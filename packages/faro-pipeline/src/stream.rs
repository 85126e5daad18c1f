use std::sync::Arc;

use async_stream::stream;
use futures::{Stream, StreamExt};

use faro_domain::guardrail::STREAM_BLOCK_NOTICE;
use faro_retrieval::SourceRef;

use crate::{ChatRequest, Pipeline, PipelineState, Route, nodes, prompts};

/// Delimiter separating streamed prose from the trailing metadata payload on
/// the text transport. Collision with generated prose is a documented
/// fragility of this contract; consumers split on the first occurrence.
pub const METADATA_DELIMITER: &str = "__METADATA_JSON__";

/// Tagged two-part stream contract: any number of token frames followed by
/// exactly one terminal metadata frame.
#[derive(Debug, Clone, serde::Serialize)]
pub enum StreamEvent {
	Token(String),
	Metadata(StreamMetadata),
}

#[derive(Debug, Clone, Default, serde::Serialize, serde::Deserialize)]
pub struct StreamMetadata {
	pub images: Vec<String>,
	pub sources: Vec<SourceRef>,
}

impl StreamEvent {
	/// Renders the event for the plain-text transport: tokens verbatim, the
	/// metadata frame behind the delimiter.
	pub fn into_wire(self) -> String {
		match self {
			Self::Token(token) => token,
			Self::Metadata(metadata) => {
				let payload = serde_json::to_string(&metadata).unwrap_or_else(|err| {
					tracing::warn!(error = %err, "Failed to encode stream metadata.");

					"{}".to_string()
				});

				format!("\n{METADATA_DELIMITER}{payload}")
			},
		}
	}
}

impl Pipeline {
	/// Streaming execution: the routing and context-building nodes run
	/// synchronously, then generation is emitted token by token. Dropping the
	/// returned stream stops generation; nothing runs past the last poll.
	pub fn run_streaming(
		self: Arc<Self>,
		request: ChatRequest,
	) -> impl Stream<Item = StreamEvent> + Send + 'static {
		let pipeline = self;

		stream! {
			let mut state = PipelineState::new(request);

			state.apply(nodes::image_analyzer(&pipeline, &state).await);
			state.apply(nodes::router(&pipeline, &state).await);

			match state.route {
				Some(Route::Greeting) | None => {
					yield StreamEvent::Token(state.answer.clone());
					yield StreamEvent::Metadata(StreamMetadata::default());

					return;
				},
				Some(Route::DataLookup) => {
					let update = nodes::data_tool(&pipeline, &state).await;

					state.apply(update);
				},
				Some(Route::Retrieval) => {
					let update = nodes::retriever(&pipeline, &state).await;

					state.apply(update);

					let update = nodes::visual_filter(&pipeline, &state).await;

					state.apply(update);
				},
			}

			let block = prompts::context_block(&state.context, &state.visual_evidence);
			let system = prompts::streaming_system_prompt(state.style, &block);
			let user = match state.query_image.as_deref() {
				Some(image) => faro_providers::vision::user_message(&state.question, image),
				None => serde_json::json!({ "role": "user", "content": state.question.clone() }),
			};
			let messages = [
				serde_json::json!({ "role": "system", "content": system }),
				user,
			];

			match pipeline
				.providers
				.chat
				.stream(&pipeline.cfg.providers.chat, &messages)
				.await
			{
				Ok(mut tokens) => {
					let mut accumulated = String::new();

					while let Some(item) = tokens.next().await {
						match item {
							Ok(token) => {
								accumulated.push_str(&token);

								if pipeline.guardrail.leak(&accumulated).is_some() {
									yield StreamEvent::Token(STREAM_BLOCK_NOTICE.to_string());

									break;
								}

								yield StreamEvent::Token(token);
							},
							Err(err) => {
								tracing::warn!(error = %err, "Token stream failed mid-generation.");

								break;
							},
						}
					}
				},
				Err(err) => {
					tracing::warn!(error = %err, "Streaming generation could not start.");

					yield StreamEvent::Token(prompts::GENERATION_FAILURE_RESPONSE.to_string());
				},
			}

			yield StreamEvent::Metadata(StreamMetadata {
				images: state.final_images.clone(),
				sources: state.sources.clone(),
			});
		}
	}
}

#[cfg(test)]
mod tests {
	use super::*;

	#[test]
	fn metadata_frames_sit_behind_the_delimiter() {
		let event = StreamEvent::Metadata(StreamMetadata {
			images: vec!["static/labeled_images/tabla.png".to_string()],
			sources: Vec::new(),
		});
		let wire = event.into_wire();
		let (_, payload) = wire
			.split_once(METADATA_DELIMITER)
			.expect("Wire form must contain the delimiter.");
		let decoded: StreamMetadata =
			serde_json::from_str(payload).expect("Payload must be JSON.");

		assert_eq!(decoded.images.len(), 1);
	}

	#[test]
	fn token_frames_pass_through_verbatim() {
		assert_eq!(StreamEvent::Token("Hola".to_string()).into_wire(), "Hola");
	}
}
=====
DESCRIPTION OF THE TASK
Please repeat each line above exactly.

TASK RESULT
filename packages/faro-pipeline/src/stream.rs
repository 85126e5daad18c1f
use std::sync::Arc;

use async_stream::stream;
use futures::{Stream, StreamExt};

use faro_domain::guardrail::STREAM_BLOCK_NOTICE;
use faro_retrieval::SourceRef;

use crate::{ChatRequest, Pipeline, PipelineState, Route, nodes, prompts};

/// Delimiter separating streamed prose from the trailing metadata payload on
/// the text transport. Collision with generated prose is a documented
/// fragility of this contract; consumers split on the first occurrence.
pub const METADATA_DELIMITER: &str = "__METADATA_JSON__";

/// Tagged two-part stream contract: any number of token frames followed by
/// exactly one terminal metadata frame.
#[derive(Debug, Clone, serde::Serialize)]
pub enum StreamEvent {
	Token(String),
	Metadata(StreamMetadata),
}

#[derive(Debug, Clone, Default, serde::Serialize, serde::Deserialize)]
pub struct StreamMetadata {
	pub images: Vec<String>,
	pub sources: Vec<SourceRef>,
}

impl StreamEvent {
	/// Renders the event for the plain-text transport: tokens verbatim, the
	/// metadata frame behind the delimiter.
	pub fn into_wire(self) -> String {
		match self {
			Self::Token(token) => token,
			Self::Metadata(metadata) => {
				let payload = serde_json::to_string(&metadata).unwrap_or_else(|err| {
					tracing::warn!(error = %err, "Failed to encode stream metadata.");

					"{}".to_string()
				});

				format!("\n{METADATA_DELIMITER}{payload}")
			},
		}
	}
}

impl Pipeline {
	/// Streaming execution: the routing and context-building nodes run
	/// synchronously, then generation is emitted token by token. Dropping the
	/// returned stream stops generation; nothing runs past the last poll.
	pub fn run_streaming(
		self: Arc<Self>,
		request: ChatRequest,
	) -> impl Stream<Item = StreamEvent> + Send + 'static {
		let pipeline = self;

		stream! {
			let mut state = PipelineState::new(request);

			state.apply(nodes::image_analyzer(&pipeline, &state).await);
			state.apply(nodes::router(&pipeline, &state).await);

			match state.route {
				Some(Route::Greeting) | None => {
					yield StreamEvent::Token(state.answer.clone());
					yield StreamEvent::Metadata(StreamMetadata::default());

					return;
				},
				Some(Route::DataLookup) => {
					let update = nodes::data_tool(&pipeline, &state).await;

					state.apply(update);
				},
				Some(Route::Retrieval) => {
					let update = nodes::retriever(&pipeline, &state).await;

					state.apply(update);

					let update = nodes::visual_filter(&pipeline, &state).await;

					state.apply(update);
				},
			}

			let block = prompts::context_block(&state.context, &state.visual_evidence);
			let system = prompts::streaming_system_prompt(state.style, &block);
			let user = match state.query_image.as_deref() {
				Some(image) => faro_providers::vision::user_message(&state.question, image),
				None => serde_json::json!({ "role": "user", "content": state.question.clone() }),
			};
			let messages = [
				serde_json::json!({ "role": "system", "content": system }),
				user,
			];

			match pipeline
				.providers
				.chat
				.stream(&pipeline.cfg.providers.chat, &messages)
				.await
			{
				Ok(mut tokens) => {
					let mut accumulated = String::new();

					while let Some(item) = tokens.next().await {
						match item {
							Ok(token) => {
								accumulated.push_str(&token);

								if pipeline.guardrail.leak(&accumulated).is_some() {
									yield StreamEvent::Token(STREAM_BLOCK_NOTICE.to_string());

									break;
								}

								yield StreamEvent::Token(token);
							},
							Err(err) => {
								tracing::warn!(error = %err, "Token stream failed mid-generation.");

								break;
							},
						}
					}
				},
				Err(err) => {
					tracing::warn!(error = %err, "Streaming generation could not start.");

					yield StreamEvent::Token(prompts::GENERATION_FAILURE_RESPONSE.to_string());
				},
			}

			yield StreamEvent::Metadata(StreamMetadata {
				images: state.final_images.clone(),
				sources: state.sources.clone(),
			});
		}
	}
}

#[cfg(test)]
mod tests {
	use super::*;

	#[test]
	fn metadata_frames_sit_behind_the_delimiter() {
		let event = StreamEvent::Metadata(StreamMetadata {
			images: vec!["static/labeled_images/tabla.png".to_string()],
			sources: Vec::new(),
		});
		let wire = event.into_wire();
		let (_, payload) = wire
			.split_once(METADATA_DELIMITER)
			.expect("Wire form must contain the delimiter.");
		let decoded: StreamMetadata =
			serde_json::from_str(payload).expect("Payload must be JSON.");

		assert_eq!(decoded.images.len(), 1);
	}

	#[test]
	fn token_frames_pass_through_verbatim() {
		assert_eq!(StreamEvent::Token("Hola".to_string()).into_wire(), "Hola");
	}
}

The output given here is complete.